I was in elementary school when I first heard God speak. It wasn't an audible voice. It was a confidence that I KNEW something there was no earthly way I should have known. I was in the shower when all of a sudden I felt like there were going to be a lot of people in church on Sunday. I got out of the shower and told my parents, and like the child that I was, I expected every seat to be full so that it was standing room only. It wasn't that full. But it was full.

Why did God tell me church would be full? That's not an important message like the ones He gave Moses and Noah. But maybe it was so I would learn how to listen for Him.

I'm honestly not a very decisive person. I want to know all my options. I want to weigh them carefully. And I question my choices.

But when God speaks, there is no question. I become this bold person I don't recognize. It's both cool and scary at the same time.

Like the time a friend of mine was making poor choices. I was praying in my prayer journal, and I wrote something about how she needed to treat herself the way she would want her daughter to be treated. I felt like I had to tell her this. So I did. Without knowing she was pregnant with a little girl at the time. That's no accident.

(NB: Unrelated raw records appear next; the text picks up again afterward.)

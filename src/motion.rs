use crate::constants::*;
use crate::input::{PointerState, Viewport};
use glam::DVec2;

/// The five animated points, in storage order.
#[derive(Clone, Copy, Debug, PartialEq, Eq, Hash)]
pub enum Role {
    Ring,
    Dot,
    Blob1,
    Blob2,
    Blob3,
}

impl Role {
    pub const ALL: [Role; 5] = [Role::Ring, Role::Dot, Role::Blob1, Role::Blob2, Role::Blob3];
    pub const CURSOR: [Role; 2] = [Role::Ring, Role::Dot];
    /// Blob update order. Blob 2 chases blob 1, so blob 1 must be eased first.
    pub const BLOBS: [Role; 3] = [Role::Blob1, Role::Blob2, Role::Blob3];

    #[inline]
    pub fn index(self) -> usize {
        self as usize
    }

    #[inline]
    pub fn is_cursor(self) -> bool {
        matches!(self, Role::Ring | Role::Dot)
    }

    pub fn element_id(self) -> &'static str {
        match self {
            Role::Ring => RING_ELEMENT_ID,
            Role::Dot => DOT_ELEMENT_ID,
            Role::Blob1 => BLOB_ELEMENT_IDS[0],
            Role::Blob2 => BLOB_ELEMENT_IDS[1],
            Role::Blob3 => BLOB_ELEMENT_IDS[2],
        }
    }
}

/// How an entity picks its target each frame.
#[derive(Clone, Copy, Debug, PartialEq)]
pub enum MotionRule {
    /// Target is the pointer.
    FollowPointer,
    /// Target circles the pointer at `radius`.
    FollowPointerWithOrbit { radius: f64, frequency: f64 },
    /// Target drifts toward the leader's eased position and wanders.
    ///
    /// Unlike the other rules the target is not recomputed from scratch: each
    /// frame adds to the previous target, which gives the chaser its inertia.
    ChaseEntity {
        leader: Role,
        pull: f64,
        wander_frequency: f64,
        wander_amplitude: f64,
        wander_bias: f64,
    },
    /// Target traces a Lissajous curve around the viewport center.
    AnchoredLissajous { amplitude: DVec2, frequency: DVec2 },
}

#[derive(Clone, Copy, Debug, PartialEq)]
pub struct TrackedEntity {
    pub current: DVec2,
    pub target: DVec2,
    pub rule: MotionRule,
    /// Per-frame smoothing weight in (0, 1].
    pub easing: f64,
}

impl TrackedEntity {
    pub fn new(start: DVec2, rule: MotionRule, easing: f64) -> Self {
        Self {
            current: start,
            target: start,
            rule,
            easing,
        }
    }

    /// Move `current` one smoothing step toward `target`.
    #[inline]
    pub fn ease(&mut self) {
        self.current = ease_toward(self.current, self.target, self.easing);
    }

    #[inline]
    pub fn distance_to_target(&self) -> f64 {
        self.current.distance(self.target)
    }
}

/// First-order exponential smoothing step.
#[inline]
pub fn ease(current: f64, target: f64, factor: f64) -> f64 {
    current + (target - current) * factor
}

#[inline]
pub fn ease_toward(current: DVec2, target: DVec2, factor: f64) -> DVec2 {
    DVec2::new(
        ease(current.x, target.x, factor),
        ease(current.y, target.y, factor),
    )
}

/// All motion state for the cursor markers and the background blobs.
///
/// Owned by the frame loop; pointer listeners only touch `pointer`.
#[derive(Clone, Debug)]
pub struct MotionEngine {
    pub pointer: PointerState,
    viewport: Viewport,
    phase: f64,
    cursor_enabled: bool,
    entities: [TrackedEntity; 5],
}

impl MotionEngine {
    pub fn new(viewport: Viewport, cursor_enabled: bool) -> Self {
        let center = viewport.center();
        let entities = Role::ALL.map(|role| match role {
            Role::Ring => TrackedEntity::new(center, MotionRule::FollowPointer, RING_EASING),
            Role::Dot => TrackedEntity::new(center, MotionRule::FollowPointer, DOT_EASING),
            Role::Blob1 => TrackedEntity::new(
                viewport.at(BLOB1_START),
                MotionRule::FollowPointerWithOrbit {
                    radius: BLOB1_ORBIT_RADIUS,
                    frequency: BLOB1_ORBIT_FREQUENCY,
                },
                BLOB1_EASING,
            ),
            Role::Blob2 => TrackedEntity::new(
                viewport.at(BLOB2_START),
                MotionRule::ChaseEntity {
                    leader: Role::Blob1,
                    pull: BLOB2_CHASE_PULL,
                    wander_frequency: BLOB2_WANDER_FREQUENCY,
                    wander_amplitude: BLOB2_WANDER_AMPLITUDE,
                    wander_bias: BLOB2_WANDER_BIAS,
                },
                BLOB2_EASING,
            ),
            Role::Blob3 => TrackedEntity::new(
                viewport.at(BLOB3_START),
                MotionRule::AnchoredLissajous {
                    amplitude: DVec2::from_array(BLOB3_AMPLITUDE),
                    frequency: DVec2::from_array(BLOB3_FREQUENCY),
                },
                BLOB3_EASING,
            ),
        });
        Self {
            pointer: PointerState::at(center),
            viewport,
            phase: 0.0,
            cursor_enabled,
            entities,
        }
    }

    #[inline]
    pub fn phase(&self) -> f64 {
        self.phase
    }

    #[inline]
    pub fn viewport(&self) -> Viewport {
        self.viewport
    }

    pub fn set_viewport(&mut self, viewport: Viewport) {
        self.viewport = viewport;
    }

    #[inline]
    pub fn cursor_enabled(&self) -> bool {
        self.cursor_enabled
    }

    #[inline]
    pub fn entity(&self, role: Role) -> &TrackedEntity {
        &self.entities[role.index()]
    }

    #[inline]
    pub fn position(&self, role: Role) -> DVec2 {
        self.entity(role).current
    }

    /// Teleport an entity: both current and target jump to `position`.
    pub fn place(&mut self, role: Role, position: DVec2) {
        let entity = &mut self.entities[role.index()];
        entity.current = position;
        entity.target = position;
    }

    /// Roles whose positions are live this session.
    pub fn active_roles(&self) -> impl Iterator<Item = Role> + '_ {
        Role::ALL
            .into_iter()
            .filter(move |role| self.cursor_enabled || !role.is_cursor())
    }

    /// One frame: cursor markers first, then the blobs.
    pub fn tick(&mut self) {
        self.tick_cursor();
        self.tick_blobs();
    }

    /// Ease ring and dot toward the pointer. No-op without a fine pointer.
    pub fn tick_cursor(&mut self) {
        if !self.cursor_enabled {
            return;
        }
        for role in Role::CURSOR {
            self.step(role);
        }
    }

    /// Advance the phase and update the blobs in dependency order.
    pub fn tick_blobs(&mut self) {
        self.phase += PHASE_STEP;
        for role in Role::BLOBS {
            self.step(role);
        }
    }

    /// Recompute `role`'s target at the current phase without easing.
    pub fn retarget(&mut self, role: Role) {
        let target = self.next_target(role);
        self.entities[role.index()].target = target;
    }

    fn step(&mut self, role: Role) {
        self.retarget(role);
        self.entities[role.index()].ease();
    }

    fn next_target(&self, role: Role) -> DVec2 {
        let entity = self.entity(role);
        let phase = self.phase;
        match entity.rule {
            MotionRule::FollowPointer => self.pointer.position(),
            MotionRule::FollowPointerWithOrbit { radius, frequency } => {
                let angle = phase * frequency;
                self.pointer.position() + radius * DVec2::new(angle.sin(), angle.cos())
            }
            MotionRule::ChaseEntity {
                leader,
                pull,
                wander_frequency,
                wander_amplitude,
                wander_bias,
            } => {
                // Reads the leader's eased position, never its target.
                let leader_pos = self.entity(leader).current;
                let chased = ease_toward(entity.target, leader_pos, pull);
                let angle = phase * wander_frequency;
                chased
                    + wander_amplitude * DVec2::new(angle.cos(), angle.sin())
                    + DVec2::splat(wander_bias)
            }
            MotionRule::AnchoredLissajous {
                amplitude,
                frequency,
            } => {
                let wave = DVec2::new(
                    (phase * frequency.x).sin(),
                    (phase * frequency.y).cos(),
                );
                self.viewport.center() + amplitude * wave
            }
        }
    }
}
/// Motion tuning constants.
///
/// All smoothing values are per-frame weights, not time constants: the loop
/// runs at whatever rate the browser drives `requestAnimationFrame`.
// Phase advance per frame (drives every oscillating term)
pub const PHASE_STEP: f64 = 0.005;

// Cursor markers
pub const RING_EASING: f64 = 0.1; // slow, trailing ring
pub const DOT_EASING: f64 = 0.3; // fast, tight dot

// Blob 1: follows the pointer on an orbit
pub const BLOB1_EASING: f64 = 0.02;
pub const BLOB1_ORBIT_RADIUS: f64 = 150.0;
pub const BLOB1_ORBIT_FREQUENCY: f64 = 2.0;

// Blob 2: chases blob 1 and wanders
pub const BLOB2_EASING: f64 = 0.015;
pub const BLOB2_CHASE_PULL: f64 = 0.01; // fraction of the gap closed by the target per frame
pub const BLOB2_WANDER_FREQUENCY: f64 = 1.5;
pub const BLOB2_WANDER_AMPLITUDE: f64 = 2.0;
pub const BLOB2_WANDER_BIAS: f64 = -1.0; // added to both axes after scaling

// Blob 3: Lissajous curve around the viewport center
pub const BLOB3_EASING: f64 = 0.01;
pub const BLOB3_AMPLITUDE: [f64; 2] = [400.0, 300.0];
pub const BLOB3_FREQUENCY: [f64; 2] = [1.0, 0.8];

// Initial blob placement as fractions of the viewport
pub const BLOB1_START: [f64; 2] = [0.3, 0.3];
pub const BLOB2_START: [f64; 2] = [0.7, 0.6];
pub const BLOB3_START: [f64; 2] = [0.5, 0.8];

// Used when the host cannot report a viewport size
pub const FALLBACK_VIEWPORT: [f64; 2] = [1280.0, 720.0];

// DOM
pub const RING_ELEMENT_ID: &str = "cursor-ring";
pub const DOT_ELEMENT_ID: &str = "cursor-dot";
pub const BLOB_ELEMENT_IDS: [&str; 3] = ["blob1", "blob2", "blob3"];
pub const FINE_POINTER_QUERY: &str = "(hover: hover) and (pointer: fine)";
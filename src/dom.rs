use crate::constants::FINE_POINTER_QUERY;
use crate::input::Viewport;
use crate::motion::Role;
use crate::sink::{css_px, PositionSink};
use glam::DVec2;
use wasm_bindgen::JsCast;
use web_sys as web;

/// True when a hover-capable fine pointer (mouse, trackpad) is present.
pub fn has_fine_pointer(window: &web::Window) -> bool {
    match window.match_media(FINE_POINTER_QUERY) {
        Ok(Some(mql)) => mql.matches(),
        _ => false,
    }
}

/// Inner size of the window in CSS pixels, or the fallback size.
pub fn viewport_of(window: &web::Window) -> Viewport {
    let width = window.inner_width().ok().and_then(|v| v.as_f64());
    let height = window.inner_height().ok().and_then(|v| v.as_f64());
    match (width, height) {
        (Some(w), Some(h)) => Viewport::new(w, h),
        _ => Viewport::default(),
    }
}

#[inline]
pub fn html_element_by_id(document: &web::Document, id: &str) -> Option<web::HtmlElement> {
    document
        .get_element_by_id(id)
        .and_then(|el| el.dyn_into::<web::HtmlElement>().ok())
}

/// Positions page elements through their inline `left`/`top` style.
///
/// Elements are looked up once; a missing element stays missing and its
/// writes are skipped.
pub struct ElementSink {
    elements: [Option<web::HtmlElement>; 5],
}

impl ElementSink {
    pub fn lookup(document: &web::Document) -> Self {
        let elements = Role::ALL.map(|role| {
            let el = html_element_by_id(document, role.element_id());
            if el.is_none() {
                log::debug!("[sink] #{} not found; skipping {:?}", role.element_id(), role);
            }
            el
        });
        Self { elements }
    }

    pub fn found(&self) -> usize {
        self.elements.iter().filter(|el| el.is_some()).count()
    }
}

impl PositionSink for ElementSink {
    fn apply(&mut self, role: Role, position: DVec2) -> bool {
        let Some(el) = &self.elements[role.index()] else {
            return false;
        };
        let style = el.style();
        _ = style.set_property("left", &css_px(position.x));
        _ = style.set_property("top", &css_px(position.y));
        true
    }
}
use crate::motion::{MotionEngine, Role};
use glam::DVec2;

/// Receives eased positions at the end of each frame.
pub trait PositionSink {
    /// Place the visual for `role`. Returns `false` when it has no visual,
    /// which is an expected state, not an error.
    fn apply(&mut self, role: Role, position: DVec2) -> bool;
}

/// Copy every active entity's current position into `sink`, once each.
///
/// Returns how many positions were actually written.
pub fn project(engine: &MotionEngine, sink: &mut impl PositionSink) -> usize {
    engine
        .active_roles()
        .filter(|&role| sink.apply(role, engine.position(role)))
        .count()
}

/// CSS length for a pixel offset, e.g. `12.5px`.
#[inline]
pub fn css_px(value: f64) -> String {
    format!("{}px", value)
}
#![cfg(target_arch = "wasm32")]
use crate::motion::MotionEngine;
use std::cell::RefCell;
use std::rc::Rc;
use wasm_bindgen::prelude::*;
use web_sys as web;

pub mod clock;
pub mod constants;
mod dom;
mod events;
mod frame;
pub mod input;
pub mod motion;
pub mod sink;

thread_local! {
    static MOTION_LOOP: RefCell<Option<frame::MotionLoop>> = RefCell::new(None);
}

#[wasm_bindgen(start)]
pub fn start() -> Result<(), JsValue> {
    console_error_panic_hook::set_once();
    console_log::init_with_level(log::Level::Info).ok();
    log::info!("ambient-motion starting");

    if let Err(e) = init() {
        log::error!("init error: {:?}", e);
    }
    Ok(())
}

/// Cancel the animation loop. Positions stay where they were last written.
#[wasm_bindgen]
pub fn stop_motion() {
    MOTION_LOOP.with(|slot| {
        if let Some(motion_loop) = slot.borrow_mut().take() {
            motion_loop.stop();
        }
    });
}

fn init() -> anyhow::Result<()> {
    let already_running = MOTION_LOOP.with(|slot| {
        slot.borrow()
            .as_ref()
            .map(|l| l.is_running())
            .unwrap_or(false)
    });
    if already_running {
        return Ok(());
    }

    let window = web::window().ok_or_else(|| anyhow::anyhow!("no window"))?;
    let document = window
        .document()
        .ok_or_else(|| anyhow::anyhow!("no document"))?;

    let cursor_enabled = dom::has_fine_pointer(&window);
    let viewport = dom::viewport_of(&window);
    let engine = Rc::new(RefCell::new(MotionEngine::new(viewport, cursor_enabled)));
    let sink = dom::ElementSink::lookup(&document);
    log::info!(
        "[motion] viewport={:.0}x{:.0} cursor={} elements={}/5",
        viewport.width,
        viewport.height,
        if cursor_enabled { "on" } else { "off (no fine pointer)" },
        sink.found()
    );

    // Touch-only devices never sample: the blobs orbit the viewport center.
    if cursor_enabled {
        events::wire_pointer_sampler(engine.clone());
    }
    events::wire_viewport_resize(engine.clone());

    let motion_loop = frame::start_loop(window, frame::FrameContext { engine, sink });
    log::info!("[loop] started");
    MOTION_LOOP.with(|slot| *slot.borrow_mut() = Some(motion_loop));
    Ok(())
}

I had another friend once who called a psychic. The psychic told her she was pregnant, and she was. But I don't believe this was God talking. I did some research on the supernatural, and I do believe there are "familiar spirits." These spirits aren't from God. They aren't entities that have our best interest in mind. Quite the opposite, in fact. They know the past and the present, and they can give this information to psychics, but they can't know the future. Only God knows the future. So when my friend called the psychic back later, and the psychic told her she was going to get pregnant again within a certain amount of time, I boldly told her that this was not going to happen. I explained how we are supposed to trust God with our future because He's the only one in control. I said she wasn't going to get pregnant within the time frame the psychic predicted because he did not have that power to predict. And I was right.

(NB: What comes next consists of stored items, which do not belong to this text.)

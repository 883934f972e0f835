use crate::dom;
use crate::motion::MotionEngine;
use std::cell::RefCell;
use std::rc::Rc;
use wasm_bindgen::closure::Closure;
use wasm_bindgen::JsCast;
use web_sys as web;

/// Record every `pointermove` into the engine's pointer state.
pub fn wire_pointer_sampler(engine: Rc<RefCell<MotionEngine>>) {
    let closure = Closure::wrap(Box::new(move |ev: web::PointerEvent| {
        engine
            .borrow_mut()
            .pointer
            .record(ev.client_x() as f64, ev.client_y() as f64);
    }) as Box<dyn FnMut(_)>);

    if let Some(wnd) = web::window() {
        _ = wnd.add_event_listener_with_callback("pointermove", closure.as_ref().unchecked_ref());
    }
    closure.forget();
}

/// Keep the engine's reference frame in step with the window size.
pub fn wire_viewport_resize(engine: Rc<RefCell<MotionEngine>>) {
    let closure = Closure::wrap(Box::new(move || {
        if let Some(wnd) = web::window() {
            let viewport = dom::viewport_of(&wnd);
            engine.borrow_mut().set_viewport(viewport);
        }
    }) as Box<dyn FnMut()>);

    if let Some(wnd) = web::window() {
        _ = wnd.add_event_listener_with_callback("resize", closure.as_ref().unchecked_ref());
    }
    closure.forget();
}
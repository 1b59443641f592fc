//! CLI for harrec.

mod commands;

use anyhow::Result;
use clap::{Parser, Subcommand};
use harrec_core::config;
use std::path::PathBuf;

use commands::{run_convert, run_summary, ConvertArgs};

/// Top-level CLI for harrec.
#[derive(Debug, Parser)]
#[command(name = "harrec")]
#[command(about = "harrec: turn captured DevTools network events into HAR archives", long_about = None)]
pub struct Cli {
    #[command(subcommand)]
    pub command: CliCommand,
}

#[derive(Debug, Subcommand)]
pub enum CliCommand {
    /// Convert one or more event logs (JSON Lines) into a single HAR file, one page per log.
    Convert {
        /// Event log files, in page order.
        #[arg(required = true, value_name = "LOG")]
        logs: Vec<PathBuf>,

        /// Page URL of the first log. Defaults to the URL of its first top-level request.
        #[arg(long)]
        url: Option<String>,

        /// Output directory (overrides `output_dir` from the config file).
        #[arg(long, value_name = "DIR")]
        out: Option<PathBuf>,

        /// Write compact JSON even if the config asks for pretty output.
        #[arg(long)]
        compact: bool,
    },

    /// Replay an event log and list the captured requests.
    Summary {
        /// Event log file.
        log: PathBuf,
    },
}

impl CliCommand {
    pub async fn run_from_args() -> Result<()> {
        let cli = Cli::parse();
        let cfg = config::load_or_init()?;
        tracing::debug!("loaded config: {:?}", cfg);

        match cli.command {
            CliCommand::Convert {
                logs,
                url,
                out,
                compact,
            } => {
                let out_dir = match out.or_else(|| cfg.output_dir.clone()) {
                    Some(dir) => dir,
                    None => std::env::current_dir()?,
                };
                let args = ConvertArgs {
                    logs,
                    page_url: url,
                    out_dir,
                    pretty: cfg.pretty && !compact,
                };
                run_convert(&cfg, args).await?;
            }
            CliCommand::Summary { log } => run_summary(&log).await?,
        }

        Ok(())
    }
}

#[cfg(test)]
mod tests;
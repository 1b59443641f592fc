//! HAR 1.2 output schema, including the DevTools `_`-prefixed extensions.

use serde::ser::SerializeMap;
use serde::{Serialize, Serializer};

use crate::model::FrameDirection;

pub const HAR_VERSION: &str = "1.2";

/// Root HAR document (top-level wrapper).
#[derive(Debug, Clone, Serialize)]
pub struct Archive {
    pub log: Log,
}

#[derive(Debug, Clone, Serialize)]
pub struct Log {
    pub version: String,
    pub creator: Creator,
    pub pages: Vec<Page>,
    pub entries: Vec<Entry>,
}

#[derive(Debug, Clone, PartialEq, Serialize)]
pub struct Creator {
    pub name: String,
    pub version: String,
    #[serde(skip_serializing_if = "Option::is_none")]
    pub comment: Option<String>,
}

#[derive(Debug, Clone, Serialize)]
#[serde(rename_all = "camelCase")]
pub struct Page {
    pub id: String,
    pub title: String,
    pub started_date_time: String,
    pub page_timings: PageTimings,
    #[serde(rename = "_user", skip_serializing_if = "Option::is_none")]
    pub user: Option<serde_json::Value>,
}

/// Milliseconds since page start; `-1` when unavailable.
#[derive(Debug, Clone, Copy, PartialEq, Serialize)]
#[serde(rename_all = "camelCase")]
pub struct PageTimings {
    pub on_content_load: f64,
    pub on_load: f64,
}

#[derive(Debug, Clone, Serialize)]
#[serde(rename_all = "camelCase")]
pub struct Entry {
    pub pageref: String,
    pub started_date_time: String,
    /// Total elapsed milliseconds, `-1` when unknown.
    pub time: f64,
    pub request: Request,
    pub response: Response,
    pub cache: Cache,
    #[serde(rename = "_fromDiskCache", skip_serializing_if = "Option::is_none")]
    pub from_disk_cache: Option<bool>,
    pub timings: Timings,
    #[serde(rename = "serverIPAddress", skip_serializing_if = "Option::is_none")]
    pub server_ip_address: Option<String>,
    #[serde(skip_serializing_if = "Option::is_none")]
    pub connection: Option<String>,
    #[serde(rename = "_initiator", skip_serializing_if = "Option::is_none")]
    pub initiator: Option<serde_json::Value>,
    #[serde(rename = "_priority", skip_serializing_if = "Option::is_none")]
    pub priority: Option<String>,
    #[serde(rename = "_webSocketMessages", skip_serializing_if = "Option::is_none")]
    pub web_socket_messages: Option<Vec<WebSocketMessage>>,
    #[serde(rename = "_resourceType", skip_serializing_if = "Option::is_none")]
    pub resource_type: Option<String>,
}

#[derive(Debug, Clone, Serialize)]
#[serde(rename_all = "camelCase")]
pub struct Request {
    pub method: String,
    pub url: String,
    pub http_version: String,
    pub cookies: Vec<Cookie>,
    pub headers: Vec<Header>,
    pub query_string: Vec<QueryParam>,
    pub headers_size: i64,
    pub body_size: i64,
    #[serde(skip_serializing_if = "Option::is_none")]
    pub post_data: Option<PostData>,
}

#[derive(Debug, Clone, Serialize)]
#[serde(rename_all = "camelCase")]
pub struct Response {
    pub status: i64,
    pub status_text: String,
    pub http_version: String,
    pub cookies: Vec<Cookie>,
    pub headers: Vec<Header>,
    #[serde(rename = "redirectURL")]
    pub redirect_url: String,
    pub headers_size: i64,
    pub body_size: i64,
    #[serde(rename = "_transferSize", skip_serializing_if = "Option::is_none")]
    pub transfer_size: Option<i64>,
    pub content: Content,
}

#[derive(Debug, Clone, Serialize)]
#[serde(rename_all = "camelCase")]
pub struct Content {
    /// Decoded body size.
    pub size: i64,
    pub mime_type: String,
    #[serde(skip_serializing_if = "Option::is_none")]
    pub compression: Option<i64>,
    #[serde(skip_serializing_if = "Option::is_none")]
    pub text: Option<String>,
    #[serde(skip_serializing_if = "Option::is_none")]
    pub encoding: Option<String>,
}

/// Always empty: the browser cache state is not captured.
#[derive(Debug, Clone, Default, Serialize)]
pub struct Cache {}

/// Cookie records are not extracted; the lists stay empty.
#[derive(Debug, Clone, PartialEq, Eq, Serialize)]
pub struct Cookie {
    pub name: String,
    pub value: String,
}

#[derive(Debug, Clone, PartialEq, Eq, Serialize)]
pub struct Header {
    pub name: String,
    pub value: String,
}

/// Query parameter, serialized as a single-key object `{name: value}`.
#[derive(Debug, Clone, PartialEq, Eq)]
pub struct QueryParam {
    pub name: String,
    pub value: String,
}

impl Serialize for QueryParam {
    fn serialize<S: Serializer>(&self, serializer: S) -> Result<S::Ok, S::Error> {
        let mut map = serializer.serialize_map(Some(1))?;
        map.serialize_entry(&self.name, &self.value)?;
        map.end()
    }
}

#[derive(Debug, Clone, PartialEq, Eq, Serialize)]
#[serde(rename_all = "camelCase")]
pub struct PostData {
    #[serde(skip_serializing_if = "Option::is_none")]
    pub mime_type: Option<String>,
    pub params: Vec<Param>,
    pub text: String,
}

#[derive(Debug, Clone, PartialEq, Eq, Serialize)]
pub struct Param {
    pub name: String,
    pub value: String,
}

/// Phase durations in milliseconds; `-1` means not applicable.
#[derive(Debug, Clone, Copy, PartialEq, Serialize)]
pub struct Timings {
    pub blocked: f64,
    pub dns: f64,
    pub connect: f64,
    pub send: f64,
    pub wait: f64,
    pub receive: f64,
    pub ssl: f64,
}

#[derive(Debug, Clone, PartialEq, Serialize)]
pub struct WebSocketMessage {
    #[serde(rename = "type")]
    pub direction: FrameDirection,
    pub time: f64,
    pub opcode: i64,
    pub data: String,
}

A few years ago, I visited the Winchester Mansion in California with my stepdaughter Kristina. If you haven't heard of it, it's a crazy place with windows in floors, stairs to nowhere, and doors that open up on second stories to nothing like in a Bugs Bunny cartoon. It was built 100 years ago by a woman who inherited Winchester Guns. She felt guilty for all the people who had died from the guns, and she had to choose how to deal with it. She could either go to church to talk with a pastor or go to a psychic. She went to a psychic who told her to move west and build a home for all the ghosts of the people killed from her guns. So she did. She also built a séance room where she would meet with these spirits every night, and they would give her the plans for adding onto her home. No actual people ever came through the front door of that home, including a president who knocked on the door and was turned away. She lived in fear the rest of her life when she could have been using her great wealth and position to bring joy to the world. I wonder what her life would have been like if she'd chosen to listen to God instead.

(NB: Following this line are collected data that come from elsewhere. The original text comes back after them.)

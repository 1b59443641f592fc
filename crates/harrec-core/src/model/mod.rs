//! Record model: the in-memory shape of a capture session.
//!
//! Passive data only. The aggregator writes it, the HAR synthesizer reads it.

mod entry;
mod headers;
mod protocol;
mod session;

pub use entry::{
    FailureInfo, FrameDirection, RequestEntry, ResponseBody, Terminal, Transport, WebSocketFrame,
};
pub use headers::{HeaderValue, Headers};
pub use protocol::{Request, ResourceTiming, Response};
pub use session::{FirstRequest, Session};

There have been other times I've heard God speak. Like the time when I was still married to my ex and reading my Bible late at night. I got to the verse where Jesus is dying on the cross, and he looks down at his mom and his disciple John, and he says, "Woman, this is your son." I started bawling. Because I KNEW I was going to have an adopted son someday. I told my husband at the time. He said, "God didn't tell me that." So I just started praying for my son. Because whenever there is an adoption, there is a sad story that goes with it. I didn't realize it was going to start with my own sad story of divorce. And it wasn't until I remarried that I realized that because my husband Jim had adopted a son named John when he was 19, I now have an adopted son named John.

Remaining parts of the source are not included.